My mum’s a nurse and I’ve got cousins who are midwives. I went to my first birth when I was 12, and I grew up on a farm littering lambs, so birth has always been part of my life. I’ve now been a midwife for five years. And I had always wanted to go to Africa, so I researched opportunities like this when I graduated as a midwife and Work the World popped up. It looked amazing, so I thought I need to do this.
When I was finally able to book it was such an easy process. The site was amazing and there was so much information on there. It was just so easy.
I was nervous when it came time to travel because Tanzania is quite a long flight from Australia. But I was only really nervous about the flight itself and the stopover I had to do.
When it came to the placement and the experience overseas, I was more excited than anything. When I got there one of the Work the World staff was there to meet me and they were so welcoming. It was so nice because as soon as I saw her I thought, “Cool, I’m in the right place.”
When I first got to the hospital it was very obviously different from what things were like back home. There were lots of patients and all the beds were lined up in rows with no curtains, and a noticeable lack of sterilisation of equipment. But that’s what I was going there to see - all these differences.
The midwife who was with me on the first day and showed me around, was great. She was so welcoming, and as soon as she heard that I was a registered midwife (most of the other people on placement were students) they realised I had a bigger scope of practice so let me get more involved more quickly than I think I otherwise would have.
I tried to get to placement every morning at 7am, in time for handover. That let me hear who was on the birth suite and what had been going on. Most days I was delivering one to two babies. I showed I was capable over the first few days and that meant the staff really trusted in my skills and experience.

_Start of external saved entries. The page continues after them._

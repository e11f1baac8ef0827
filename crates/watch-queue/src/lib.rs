//! # Watch Queue
//!
//! Intake side of the exporter: watch notifications, the sources that
//! produce them and the discovery of watchable resource kinds.

pub mod discovery;
pub mod event;
pub mod source;

pub use discovery::{ApiResourceEntry, ApiResourceList, ResourceDiscovery, StaticDiscovery};
pub use event::{EventType, RawWatchEvent, WatchEvent};
pub use source::{channel, ChannelSource, ReplaySource, WatchSender, WatchSource};
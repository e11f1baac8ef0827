//! Exporter configuration
//!
//! Read once at startup from a YAML file and immutable afterwards.

use crate::error::{KoveError, Result};
use crate::resource::WatchedResource;
use serde::{Deserialize, Serialize};
use std::net::SocketAddr;
use std::path::{Path, PathBuf};

/// Kinds that churn constantly or are internal to the control plane.
pub const DEFAULT_IGNORE_KINDS: &[&str] = &[
    "apiservice",
    "endpoint",
    "endpoints",
    "event",
    "flowschema",
    "lease",
    "limitrange",
    "namespace",
    "prioritylevelconfiguration",
    "replicationcontroller",
    "runtimeclass",
];

/// Bookkeeping fields touched by resyncs and heartbeats.
pub const DEFAULT_IGNORE_PATHS: &[&str] = &[
    "metadata/resourceVersion",
    "metadata/managedFields/0/time",
    "status/observedGeneration",
];

pub const DEFAULT_QUERY: &str = "data.kove.violation";
pub const DEFAULT_LISTEN: &str = "0.0.0.0:3000";

#[derive(Debug, Clone, Serialize, Deserialize)]
#[serde(rename_all = "camelCase")]
pub struct KoveConfig {
    /// Restrict watching to one namespace; empty means all namespaces.
    #[serde(default)]
    pub namespace: String,
    /// Explicit resource kinds to watch. Empty means use discovery.
    #[serde(default)]
    pub objects: Vec<WatchedResource>,
    /// Policy source files or directories.
    #[serde(default)]
    pub policies: Vec<PathBuf>,
    #[serde(default = "default_query", alias = "regoQuery")]
    pub query: String,
    #[serde(default)]
    pub ignore_children: bool,
    #[serde(default = "default_ignore_kinds")]
    pub ignore_kinds: Vec<String>,
    /// Additional ignorable diff paths, relative to the object root.
    #[serde(default)]
    pub ignore_differing_paths: Vec<String>,
    /// Discovery snapshot used when `objects` is empty.
    #[serde(default)]
    pub discovery: Option<PathBuf>,
    /// Recorded watch events, `-` for stdin.
    #[serde(default = "default_watch")]
    pub watch: String,
    #[serde(default = "default_listen")]
    pub listen: String,
}

fn default_query() -> String {
    DEFAULT_QUERY.to_string()
}

fn default_ignore_kinds() -> Vec<String> {
    DEFAULT_IGNORE_KINDS.iter().map(|k| k.to_string()).collect()
}

fn default_watch() -> String {
    "-".to_string()
}

fn default_listen() -> String {
    DEFAULT_LISTEN.to_string()
}

impl Default for KoveConfig {
    fn default() -> Self {
        Self {
            namespace: String::new(),
            objects: Vec::new(),
            policies: Vec::new(),
            query: default_query(),
            ignore_children: false,
            ignore_kinds: default_ignore_kinds(),
            ignore_differing_paths: Vec::new(),
            discovery: None,
            watch: default_watch(),
            listen: default_listen(),
        }
    }
}

impl KoveConfig {
    pub fn from_file(path: impl AsRef<Path>) -> Result<Self> {
        let path = path.as_ref();
        let raw = std::fs::read_to_string(path).map_err(|e| KoveError::InvalidConfig {
            reason: format!("unable to read {}: {}", path.display(), e),
        })?;
        Self::from_yaml(&raw)
    }

    pub fn from_yaml(raw: &str) -> Result<Self> {
        let config: Self = serde_yaml::from_str(raw)?;
        config.validate()?;
        Ok(config)
    }

    pub fn validate(&self) -> Result<()> {
        if self.policies.is_empty() {
            return Err(KoveError::InvalidConfig {
                reason: "at least one policy source is required".to_string(),
            });
        }
        self.listen_addr()?;
        Ok(())
    }

    pub fn listen_addr(&self) -> Result<SocketAddr> {
        self.listen.parse().map_err(|_| KoveError::InvalidConfig {
            reason: format!("invalid listen address '{}'", self.listen),
        })
    }

    /// Defaults followed by user additions, normalised to `a/b/c`.
    pub fn ignorable_paths(&self) -> Vec<String> {
        DEFAULT_IGNORE_PATHS
            .iter()
            .map(|p| p.to_string())
            .chain(
                self.ignore_differing_paths
                    .iter()
                    .map(|p| p.trim_matches('/').to_string()),
            )
            .collect()
    }

    /// Ignore-kind set, lower-cased.
    pub fn ignored_kinds(&self) -> Vec<String> {
        self.ignore_kinds.iter().map(|k| k.to_lowercase()).collect()
    }

    pub fn namespace_scope(&self) -> Option<&str> {
        if self.namespace.is_empty() {
            None
        } else {
            Some(&self.namespace)
        }
    }
}
//! Child object suppression

use kove_core::ObjectRef;
use tracing::debug;

/// Skips objects owned by another object when `ignore_children` is set, so
/// fleets of generated children are not evaluated one by one.
#[derive(Debug, Clone, Copy, Default)]
pub struct OwnershipFilter {
    ignore_children: bool,
}

impl OwnershipFilter {
    pub fn new(ignore_children: bool) -> Self {
        Self { ignore_children }
    }

    pub fn suppresses(&self, obj: &ObjectRef) -> bool {
        if self.ignore_children && obj.has_owner_references() {
            debug!(object = %obj.key(), "ignoring child object");
            return true;
        }
        false
    }
}
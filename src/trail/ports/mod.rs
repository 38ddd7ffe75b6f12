//! Port contracts for trail persistence.
//!
//! Ports define infrastructure-agnostic interfaces used by trail services.

pub mod repository;

pub use repository::{TrailRepository, TrailRepositoryError, TrailRepositoryResult};
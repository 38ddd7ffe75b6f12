//! Identifier types for the trail domain.

use serde::{Deserialize, Serialize};
use std::fmt;
use uuid::Uuid;

/// Unique identifier for a stored trail.
///
/// Identifiers are assigned by the store when a trail is created and never
/// change afterwards.
#[derive(Debug, Clone, Copy, PartialEq, Eq, Hash, PartialOrd, Ord, Serialize, Deserialize)]
#[serde(transparent)]
pub struct TrailId(Uuid);

impl TrailId {
    /// Creates a new random trail identifier.
    #[must_use]
    pub fn new() -> Self {
        Self(Uuid::new_v4())
    }

    /// Creates a trail identifier from an existing UUID.
    #[must_use]
    pub const fn from_uuid(uuid: Uuid) -> Self {
        Self(uuid)
    }

    /// Returns the wrapped UUID.
    #[must_use]
    pub const fn into_inner(self) -> Uuid {
        self.0
    }
}

impl Default for TrailId {
    fn default() -> Self {
        Self::new()
    }
}

impl AsRef<Uuid> for TrailId {
    fn as_ref(&self) -> &Uuid {
        &self.0
    }
}

impl From<Uuid> for TrailId {
    fn from(uuid: Uuid) -> Self {
        Self(uuid)
    }
}

impl fmt::Display for TrailId {
    fn fmt(&self, f: &mut fmt::Formatter<'_>) -> fmt::Result {
        write!(f, "{}", self.0)
    }
}
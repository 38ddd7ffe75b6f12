//! Domain model for trails.
//!
//! A trail is created from a query, stamped by the store with an identifier
//! and creation time, and later enriched with a synthesis and a graph. All
//! infrastructure concerns are kept outside the domain boundary.

mod content;
mod graph;
mod ids;
mod patch;
mod trail;

pub use content::TrailContent;
pub use graph::GraphPayload;
pub use ids::TrailId;
pub use patch::TrailPatch;
pub use trail::{PersistedTrailData, Trail};
//! Caller-writable trail content.

use super::{GraphPayload, TrailPatch};
use serde::{Deserialize, Serialize};

/// The part of a trail a caller supplies: the query and its optional
/// synthesis and graph.
///
/// The query is required. Everything else may be provided up front or set
/// later through a [`TrailPatch`].
#[derive(Debug, Clone, PartialEq, Eq, Serialize, Deserialize)]
pub struct TrailContent {
    query: String,
    synthesis: Option<String>,
    nodes: Option<GraphPayload>,
    edges: Option<GraphPayload>,
}

impl TrailContent {
    /// Creates content holding only a query.
    #[must_use]
    pub fn new(query: impl Into<String>) -> Self {
        Self {
            query: query.into(),
            synthesis: None,
            nodes: None,
            edges: None,
        }
    }

    /// Sets the synthesis text.
    #[must_use]
    pub fn with_synthesis(mut self, synthesis: impl Into<String>) -> Self {
        self.synthesis = Some(synthesis.into());
        self
    }

    /// Sets the graph nodes payload.
    #[must_use]
    pub fn with_nodes(mut self, nodes: impl Into<GraphPayload>) -> Self {
        self.nodes = Some(nodes.into());
        self
    }

    /// Sets the graph edges payload.
    #[must_use]
    pub fn with_edges(mut self, edges: impl Into<GraphPayload>) -> Self {
        self.edges = Some(edges.into());
        self
    }

    /// Returns the query that produced the trail.
    #[must_use]
    pub fn query(&self) -> &str {
        &self.query
    }

    /// Returns the synthesis text, if any.
    #[must_use]
    pub fn synthesis(&self) -> Option<&str> {
        self.synthesis.as_deref()
    }

    /// Returns the graph nodes payload, if any.
    #[must_use]
    pub const fn nodes(&self) -> Option<&GraphPayload> {
        self.nodes.as_ref()
    }

    /// Returns the graph edges payload, if any.
    #[must_use]
    pub const fn edges(&self) -> Option<&GraphPayload> {
        self.edges.as_ref()
    }

    /// Applies a partial update in place. The query is never touched.
    pub fn apply(&mut self, patch: &TrailPatch) {
        if let Some(synthesis) = patch.synthesis() {
            self.synthesis = Some(synthesis.to_owned());
        }
        if let Some(nodes) = patch.nodes() {
            self.nodes = Some(nodes.clone());
        }
        if let Some(edges) = patch.edges() {
            self.edges = Some(edges.clone());
        }
    }

    /// Returns a copy with `patch` applied.
    #[must_use]
    pub fn patched(&self, patch: &TrailPatch) -> Self {
        let mut next = self.clone();
        next.apply(patch);
        next
    }
}
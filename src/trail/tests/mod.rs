//! Unit tests for the trail module.
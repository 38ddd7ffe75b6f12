//! In-memory trail repository for tests and embedded use.

use async_trait::async_trait;
use mockable::{Clock, DefaultClock};
use std::collections::HashMap;
use std::fmt;
use std::sync::{Arc, RwLock};

use crate::trail::{
    access::Caller,
    domain::{PersistedTrailData, Trail, TrailContent, TrailId, TrailPatch},
    ports::{TrailRepository, TrailRepositoryError, TrailRepositoryResult},
};

/// Thread-safe in-memory trail repository.
///
/// Identifiers come from [`TrailId::new`] and creation timestamps from the
/// injected clock, standing in for the column defaults of the `PostgreSQL`
/// schema. Trails created within the same clock tick are ordered by
/// insertion.
pub struct InMemoryTrailRepository<C = DefaultClock> {
    state: Arc<RwLock<InMemoryTrailState>>,
    clock: Arc<C>,
}

#[derive(Debug, Default)]
struct InMemoryTrailState {
    trails: HashMap<TrailId, StoredTrail>,
    next_sequence: u64,
}

#[derive(Debug, Clone)]
struct StoredTrail {
    trail: Trail,
    sequence: u64,
}

impl InMemoryTrailRepository<DefaultClock> {
    /// Creates an empty repository stamped by the system clock.
    #[must_use]
    pub fn new() -> Self {
        Self::with_clock(Arc::new(DefaultClock))
    }
}

impl<C> InMemoryTrailRepository<C> {
    /// Creates an empty repository stamped by `clock`.
    #[must_use]
    pub fn with_clock(clock: Arc<C>) -> Self {
        Self {
            state: Arc::new(RwLock::new(InMemoryTrailState::default())),
            clock,
        }
    }
}

impl Default for InMemoryTrailRepository<DefaultClock> {
    fn default() -> Self {
        Self::new()
    }
}

impl<C> Clone for InMemoryTrailRepository<C> {
    fn clone(&self) -> Self {
        Self {
            state: Arc::clone(&self.state),
            clock: Arc::clone(&self.clock),
        }
    }
}

impl<C> fmt::Debug for InMemoryTrailRepository<C> {
    fn fmt(&self, f: &mut fmt::Formatter<'_>) -> fmt::Result {
        f.debug_struct("InMemoryTrailRepository")
            .field("state", &self.state)
            .finish_non_exhaustive()
    }
}

fn lock_error(err: impl fmt::Display) -> TrailRepositoryError {
    TrailRepositoryError::persistence(std::io::Error::other(err.to_string()))
}

#[async_trait]
impl<C> TrailRepository for InMemoryTrailRepository<C>
where
    C: Clock + Send + Sync,
{
    async fn create(&self, _caller: &Caller, content: &TrailContent) -> TrailRepositoryResult<Trail> {
        let mut state = self.state.write().map_err(lock_error)?;

        let id = TrailId::new();
        if state.trails.contains_key(&id) {
            return Err(TrailRepositoryError::DuplicateTrail);
        }

        let trail = Trail::from_persisted(PersistedTrailData {
            id,
            created_at: self.clock.utc(),
            content: content.clone(),
        });
        let sequence = state.next_sequence;
        state.next_sequence += 1;
        state.trails.insert(
            id,
            StoredTrail {
                trail: trail.clone(),
                sequence,
            },
        );
        Ok(trail)
    }

    async fn find_by_id(&self, _caller: &Caller, id: TrailId) -> TrailRepositoryResult<Option<Trail>> {
        let state = self.state.read().map_err(lock_error)?;
        Ok(state.trails.get(&id).map(|stored| stored.trail.clone()))
    }

    async fn list_recent(&self, _caller: &Caller, limit: usize) -> TrailRepositoryResult<Vec<Trail>> {
        let state = self.state.read().map_err(lock_error)?;
        let mut stored: Vec<&StoredTrail> = state.trails.values().collect();
        stored.sort_by(|a, b| {
            b.trail
                .created_at()
                .cmp(&a.trail.created_at())
                .then_with(|| b.sequence.cmp(&a.sequence))
        });
        Ok(stored
            .into_iter()
            .take(limit)
            .map(|entry| entry.trail.clone())
            .collect())
    }

    async fn update(
        &self,
        _caller: &Caller,
        id: TrailId,
        patch: &TrailPatch,
    ) -> TrailRepositoryResult<Trail> {
        let mut state = self.state.write().map_err(lock_error)?;
        let stored = state
            .trails
            .get_mut(&id)
            .ok_or(TrailRepositoryError::NotFound(id))?;

        if patch.is_empty() {
            return Ok(stored.trail.clone());
        }

        let updated = Trail::from_persisted(PersistedTrailData {
            id,
            created_at: stored.trail.created_at(),
            content: stored.trail.content().patched(patch),
        });
        stored.trail = updated.clone();
        Ok(updated)
    }

    async fn delete(&self, _caller: &Caller, id: TrailId) -> TrailRepositoryResult<bool> {
        let mut state = self.state.write().map_err(lock_error)?;
        Ok(state.trails.remove(&id).is_some())
    }
}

The local midwives were so good, and they taught me lots of different things. Some things were done quite differently in Tanzania compared to how we do them back home. In Australia we break a woman’s water with a little hook where in Dar es Salaam they did it with a pair of scissors.
Another difference was that every woman got a catheter. I think the reason was that they didn’t want labouring mothers getting up to go to the bathroom. The suturing material was very different as well – it was like wire rather than the more silky material we have back home.
There were plenty of similarities too. They had sterile gloves, cord clamps, and they gave vitamin K to babies. They had birthing packs for when women were pushing, and even administered oxytocin to help women deliver the placenta.
I remember one particular woman who was being quite vocal during labour. Culturally, women are expected to just deal with the pain and keep quiet, but this one woman wasn’t able to. The local midwives weren’t offering any emotional support here, and this is the norm in Tanzania and not something to be judged. But I decided to offer her some support as she seemed to be having a particularly hard time of it.
It was just little things like holding her hand as she went through contractions. It was a simple thing and she was so appreciative.
Outside of placement
There were around 30 people living in the Work the World house at the same time as me. It was such an awesome experience. I hadn’t realised just how social the trip would be outside of placement.
I knew it would be a brilliant experience, but I thought it would be more like, go to placement, come home, go to placement, come home. But it was so much fun, and if I’d have known just how much fun it was going to be I’d have planned for a longer trip. I didn’t want to leave.
We went to different bars in the evenings, had Swahili lessons together in the house, and had BBQ nights every Thursday.
At the weekends we travelled together as a group. We went on safari, visited some beautiful beaches, and travelled over to Zanzibar.
Since I’ve been back home I’ve been raving about it to friends, and one of them has already booked on. I just told her how well organised everything was and that there was always someone around to ask questions if I needed to. Even before I travelled, all I had to do was send an email and I’d get a reply really quickly. There was so much support.
Being able to log into MyTrip was great as well. It had all the information I needed and I felt so organised and prepared by the time the trip rolled around. Just go for it.